A number of attendees sent out messages, via Twitter, questioning whether teachers really need costly tech-based assessment tools and if the teaching demonstrations showed any real shift in pedagogy or simply adapted traditional methods using electronic tools.

Virtual vs. Face-to-Face Learning

One of the big draws at the conference was an elaborately orchestrated debate about the value of brick-and-mortar schools in the digital age. Following formal forensic protocol, National Public Radio host Robert Siegel moderated the debate, which included three advocates for eliminating public schools as physical locations altogether, and three experts who argued for the need for schools that offer hybrid virtual and face-to-face education programs.

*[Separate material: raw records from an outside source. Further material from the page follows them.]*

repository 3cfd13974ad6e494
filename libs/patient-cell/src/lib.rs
pub mod models;
pub mod handlers;
pub mod router;
pub mod services;

pub use models::*;
pub use router::*;
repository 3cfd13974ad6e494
use std::sync::Arc;

use axum::{
    extract::{Path, State},
    http::StatusCode,
    Json,
};
use serde_json::{json, Value};

use shared_database::AppState;
use shared_models::error::AppError;
use shared_models::RecordId;
use shared_utils::extractor::ValidJson;

use crate::models::{CreateDoctorRequest, DoctorError};
use crate::services::DoctorService;

impl From<DoctorError> for AppError {
    fn from(err: DoctorError) -> Self {
        match err {
            DoctorError::NotFound => AppError::NotFound("Doctor not found".to_string()),
            DoctorError::ValidationError(msg) => AppError::ValidationError(msg),
            DoctorError::DatabaseError(msg) => AppError::Database(msg),
        }
    }
}

#[axum::debug_handler]
pub async fn create_doctor(
    State(state): State<Arc<AppState>>,
    ValidJson(request): ValidJson<CreateDoctorRequest>,
) -> Result<(StatusCode, Json<Value>), AppError> {
    let service = DoctorService::new(state.store.clone());

    let doctor = service.create_doctor(request).await?;

    Ok((StatusCode::CREATED, Json(json!(doctor))))
}

#[axum::debug_handler]
pub async fn get_doctor(
    State(state): State<Arc<AppState>>,
    Path(doctor_id): Path<RecordId>,
) -> Result<Json<Value>, AppError> {
    let service = DoctorService::new(state.store.clone());

    let doctor = service.get_doctor(doctor_id).await?;

    Ok(Json(json!(doctor)))
}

“It’s not brick-and-mortar schools that are the problem; glibly dismissing schools as irrelevant does great violence to millions of children lacking an alternative,” said Gary Stager, a visiting professor at Pepperdine University. “The problem lies with the philosophy that built and manages so many of our schools.”

Stager argued that too many schools use technology to simply reinforce staid instructional practices and administer the same multiple-choice tests they used in paper form.

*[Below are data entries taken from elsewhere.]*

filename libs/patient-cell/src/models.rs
use serde::{Deserialize, Serialize};

use shared_models::NewPatient;
use shared_utils::validation::{require_non_empty, validate_email};

#[derive(Debug, Clone, Serialize, Deserialize)]
pub struct CreatePatientRequest {
    pub first_name: String,
    pub last_name: String,
    pub email: String,
    #[serde(default)]
    pub phone_number: String,
}

impl CreatePatientRequest {
    /// Validate and build the insert record field by field.
    pub fn into_new_patient(self) -> Result<NewPatient, PatientError> {
        Ok(NewPatient {
            first_name: require_non_empty("first_name", &self.first_name)
                .map_err(PatientError::ValidationError)?,
            last_name: require_non_empty("last_name", &self.last_name)
                .map_err(PatientError::ValidationError)?,
            email: validate_email(&self.email).map_err(PatientError::ValidationError)?,
            phone_number: self.phone_number.trim().to_string(),
        })
    }
}

#[derive(Debug, Clone, PartialEq, thiserror::Error)]
pub enum PatientError {
    #[error("Patient not found")]
    NotFound,

    #[error("Email already registered")]
    EmailAlreadyExists { email: String },

    #[error("Validation error: {0}")]
    ValidationError(String),

    #[error("Database error: {0}")]
    DatabaseError(String),
}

“Unfortunately, the very things that will make schools viable in the future,” he added, such as high-tech labs and quality arts programs, “are the first things that get stripped today from the curriculum.”

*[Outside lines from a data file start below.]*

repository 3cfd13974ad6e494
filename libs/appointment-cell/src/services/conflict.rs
use tracing::{debug, warn};

use shared_database::{BookingTransaction, ClinicStore, StoreError};
use shared_models::{Appointment, RecordId};

use crate::services::interval::TimeInterval;

/// Half-open overlap: each interval starts before the other ends.
/// Back-to-back intervals do not overlap.
pub fn intervals_overlap(existing: &TimeInterval, candidate: &TimeInterval) -> bool {
    existing.start() < candidate.end() && existing.end() > candidate.start()
}

#[derive(Debug, Default, Clone, Copy)]
pub struct ConflictDetectionService;

impl ConflictDetectionService {
    pub fn new() -> Self {
        Self
    }

    /// Existing appointments of the transaction's doctor that intersect
    /// `candidate`, read inside that transaction.
    pub async fn find_conflicts(
        &self,
        tx: &mut dyn BookingTransaction,
        candidate: &TimeInterval,
    ) -> Result<Vec<Appointment>, StoreError> {
        debug!("Checking conflicts for doctor {} from {} to {}",
               tx.doctor_id(), candidate.start(), candidate.end());

        // Anything starting at or after the candidate's end cannot overlap;
        // the store may use that to narrow the read.
        let existing = tx.appointments_starting_before(candidate.end()).await?;

        Ok(self.overlapping(tx.doctor_id(), existing, candidate))
    }

    /// Committed appointments of `doctor_id` that intersect `candidate`,
    /// read without taking the doctor's booking lock.
    pub async fn find_committed_conflicts(
        &self,
        store: &dyn ClinicStore,
        doctor_id: RecordId,
        candidate: &TimeInterval,
    ) -> Result<Vec<Appointment>, StoreError> {
        debug!("Advisory conflict read for doctor {} from {} to {}",
               doctor_id, candidate.start(), candidate.end());

        let existing = store
            .appointments_for_doctor_starting_before(doctor_id, candidate.end())
            .await?;

        Ok(self.overlapping(doctor_id, existing, candidate))
    }

    fn overlapping(
        &self,
        doctor_id: RecordId,
        existing: Vec<Appointment>,
        candidate: &TimeInterval,
    ) -> Vec<Appointment> {
        let conflicting: Vec<Appointment> = existing
            .into_iter()
            .filter(|appointment| intervals_overlap(&TimeInterval::from(appointment), candidate))
            .collect();

        if !conflicting.is_empty() {
            warn!("Conflict detected for doctor {} - {} conflicting appointments",
                  doctor_id, conflicting.len());
        }

        conflicting
    }

    pub async fn has_conflict(
        &self,
        tx: &mut dyn BookingTransaction,
        candidate: &TimeInterval,
    ) -> Result<bool, StoreError> {
        Ok(!self.find_conflicts(tx, candidate).await?.is_empty())
    }
}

Cheryl Lemke, an education consultant and a former executive director of the Milken Exchange on Education Technology, said that schools are essential institutions for communities, but that they should provide a combination of innovative face-to-face instruction and virtual learning opportunities.

“You still need the bricks and mortar, but redefined,” she said. “Research suggests that when students are socially and emotionally connected to their communities and schools, their grades go up, they stay in school, they increase their academic achievement, and they graduate.”

“That’s one of the things that you don’t get when you’re online,” Lemke added. “Distance learning has the word distance in it, there’s that disconnection.”

Just over a quarter of the 4,000 people in the audience, weighing in with their votes on remote, hand-held voting clickers, agreed that physical structures for schools are obsolete.

‘Thinking Ahead’

Josephat Mua, an information technology specialist at Laurel High School in the 134,000-student Prince George’s County, Md., school district, came to NECC because of the array of resources on display, he said. “It’s a good networking ground, and a great place to exchange ideas with your colleagues,” said Mua.

“I always get ideas when I come to these events,” said Verne Becker, the head of the computer education department for the 700-student Brearley School in New York City. “It’s a chance to get connected to resources that I can take back and use in my school.”

Becker said he enjoyed attending workshops to learn about how to use new tools or get introduced to software. The conference also makes him think about bigger ideas in technology, he said, “like what we’re going to be doing in 10 years with technology in our school? And how can we be thinking ahead enough to be prepared?”

This was the 30th anniversary celebration for ISTE, which has plans to continue the conversation about educational technology at its annual conference in Denver next year.

Staff Writer Katie Ash contributed to this report.